Before technology advanced, conventional (vertically drilled) wells were essentially the only option for drilling projects. Now that many conventional plays are depleted, it takes a skilled operator to find the ones with untapped potential and take advantage of it.
Why Conventional Wells?
“I like conventional development. The outcomes are binary; there are hits and misses. But the hits are big, just like in my venture-capital business.”
We’ve seen that at EnergyFunders – we’ve participated in dry holes – but we’ve also had big discoveries, like the Theall project (EF VC14). And when you have a diverse portfolio, we think the wins make the potential risk worth it … just like a venture capitalist does.
Investing in Oil Wells: Conventional vs. Unconventional
“In the resource plays, it’s easier to deploy large amounts of capital in a short time. That is why the big private-equity houses are attracted to the shale plays. Those have a risk profile more like bonds. The risk profile in conventional development is more like equity, and the bond market is many times larger than the equity market.”
Many of EnergyFunders’ projects to date are conventional drilling projects, where we explore for new oil and gas. But in 2019, EnergyFunders unveiled its first unconventional drilling fund to complement our conventional wells.
Conventional wells can be riskier than unconventional projects. Even with the best data in the world, you never truly know if there’s oil or gas in the ground until you drill. But their risk also makes the payoff bigger when you strike oil or gas.

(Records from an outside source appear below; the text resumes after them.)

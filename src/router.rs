//! Fan-out and fan-in of rows between a stage and its queues.
//!
//! On the producer side a [`RowRouter`] delivers each row to its destination
//! queues; on the consumer side it multiplexes several source queues into one
//! stream without dedicating a thread per input.
//!
//! ```
//! use rowpipe::queue::RowQueue;
//! use rowpipe::router::RowRouter;
//! use rowpipe::row::Value;
//!
//! let a = RowQueue::unbounded();
//! let b = RowQueue::unbounded();
//! let mut producer = RowRouter::new();
//! producer.add_output(a.clone());
//! producer.add_output(b.clone());
//!
//! producer.send(vec![Value::from("x")])?;
//! producer.mark_outputs_done();
//!
//! assert_eq!(a.size(), 1);
//! assert_eq!(b.size(), 1);
//! # Ok::<(), rowpipe::error::QueueError>(())
//! ```

use crate::error::QueueError;
use crate::queue::{Recv, RowQueue};
use crate::row::Row;
use serde::{Deserialize, Serialize};
use std::time::Duration;

/// Upper bound of the fan-in backoff when every source is empty.
pub const DEFAULT_MAX_BACKOFF: Duration = Duration::from_millis(50);

const MIN_BACKOFF: Duration = Duration::from_millis(1);

/// How a router with several destinations spreads rows across them.
#[derive(Clone, Copy, Debug, PartialEq, Eq, Default, Serialize, Deserialize)]
#[serde(rename_all = "snake_case")]
pub enum Distribution {
    /// Every destination receives every row.
    #[default]
    Broadcast,
    /// Each row goes to exactly one destination, in turn.
    RoundRobin,
}

/// Producer-side and consumer-side queue wiring of one stage.
#[derive(Debug)]
pub struct RowRouter {
    outputs: Vec<RowQueue>,
    distribution: Distribution,
    next_output: usize,

    inputs: Vec<RowQueue>,
    next_input: usize,
    backoff: Duration,
    max_backoff: Duration,
}

impl Default for RowRouter {
    fn default() -> Self {
        Self::new()
    }
}

impl RowRouter {
    #[must_use]
    pub fn new() -> Self {
        Self {
            outputs: Vec::new(),
            distribution: Distribution::Broadcast,
            next_output: 0,
            inputs: Vec::new(),
            next_input: 0,
            backoff: MIN_BACKOFF,
            max_backoff: DEFAULT_MAX_BACKOFF,
        }
    }

    #[must_use]
    pub fn with_distribution(mut self, distribution: Distribution) -> Self {
        self.distribution = distribution;
        self
    }

    /// Cap for the incremental wait used when all sources are empty.
    #[must_use]
    pub fn with_max_backoff(mut self, max_backoff: Duration) -> Self {
        self.max_backoff = max_backoff.max(MIN_BACKOFF);
        self
    }

    pub fn add_output(&mut self, queue: RowQueue) {
        self.outputs.push(queue);
    }

    pub fn add_input(&mut self, queue: RowQueue) {
        self.inputs.push(queue);
    }

    #[must_use]
    pub fn output_count(&self) -> usize {
        self.outputs.len()
    }

    /// Number of source queues that have not yet reported end of stream.
    #[must_use]
    pub fn input_count(&self) -> usize {
        self.inputs.len()
    }

    #[must_use]
    pub fn outputs(&self) -> &[RowQueue] {
        &self.outputs
    }

    /// Deliver `row` downstream.
    ///
    /// With no destinations the row is discarded. With several, `send` only
    /// returns once every destination accepted the row, so one slow branch
    /// throttles the producer.
    ///
    /// # Errors
    /// Propagates [`QueueError`] from the destination's `put`.
    pub fn send(&mut self, row: Row) -> Result<(), QueueError> {
        let fanout = self.outputs.len();
        if fanout > 1 && self.distribution == Distribution::RoundRobin {
            let idx = self.next_output % fanout;
            self.next_output = (idx + 1) % fanout;
            return self.outputs[idx].put(row);
        }
        match self.outputs.as_slice() {
            [] => Ok(()),
            [rest @ .., last] => {
                for queue in rest {
                    queue.put(row.clone())?;
                }
                last.put(row)
            }
        }
    }

    /// Mark every destination queue done. Safe to call more than once.
    pub fn mark_outputs_done(&self) {
        for queue in &self.outputs {
            queue.mark_done();
        }
    }

    /// Tell every source still open that this stage reads no more rows.
    pub fn abandon_inputs(&self) {
        for queue in &self.inputs {
            queue.abandon();
        }
    }

    /// Next row from any source queue; `Ok(None)` once every source is
    /// exhausted (empty and done).
    ///
    /// A single open source is read with a blocking wait. Several sources are
    /// polled round robin; when a whole pass finds nothing, the router waits on
    /// the current source with a doubling timeout capped at the max backoff.
    ///
    /// # Errors
    /// [`QueueError::Cancelled`] if a stop was requested while waiting.
    pub fn receive(&mut self) -> Result<Option<Row>, QueueError> {
        loop {
            match self.inputs.len() {
                0 => return Ok(None),
                1 => {
                    let row = self.inputs[0].get_blocking()?;
                    if row.is_none() {
                        self.inputs.clear();
                    }
                    return Ok(row);
                }
                _ => {}
            }

            if let Some(row) = self.poll_inputs_once() {
                self.backoff = MIN_BACKOFF;
                return Ok(Some(row));
            }
            if self.inputs.len() < 2 {
                continue;
            }

            let idx = self.next_input % self.inputs.len();
            match self.inputs[idx].get_timeout(self.backoff)? {
                Recv::Row(row) => {
                    self.next_input = (idx + 1) % self.inputs.len();
                    self.backoff = MIN_BACKOFF;
                    return Ok(Some(row));
                }
                Recv::Done => self.drop_input(idx),
                Recv::Empty | Recv::TimedOut => {
                    self.backoff = (self.backoff * 2).min(self.max_backoff);
                    self.next_input = (idx + 1) % self.inputs.len();
                }
            }
        }
    }

    /// One round-robin pass of immediate reads over all open sources.
    fn poll_inputs_once(&mut self) -> Option<Row> {
        let mut checked = 0;
        while checked < self.inputs.len() && !self.inputs.is_empty() {
            let idx = self.next_input % self.inputs.len();
            match self.inputs[idx].get_immediate() {
                Recv::Row(row) => {
                    self.next_input = (idx + 1) % self.inputs.len();
                    return Some(row);
                }
                Recv::Done => {
                    self.drop_input(idx);
                    checked = 0;
                    if self.inputs.len() < 2 {
                        return None;
                    }
                }
                Recv::Empty | Recv::TimedOut => {
                    self.next_input = (idx + 1) % self.inputs.len();
                    checked += 1;
                }
            }
        }
        None
    }

    fn drop_input(&mut self, idx: usize) {
        self.inputs.remove(idx);
        if self.inputs.is_empty() {
            self.next_input = 0;
        } else {
            self.next_input = idx % self.inputs.len();
        }
    }
}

This can make conventional projects attractive to investors who diversify their oil and gas portfolio and don’t put all their money into one project.
Which One Is Right for You?
When investing in oil wells, you have options for two types of projects: conventional or unconventional. (Conventional wells are vertical and unconventional wells are horizontal or some other form.) Unconventional wells tend to have less dry-hole risk – and more predictable (and often smaller) payouts. You know there’s oil in the ground before you drill with unconventional, whereas with conventional wells you never truly know until the drill bit meets the ground.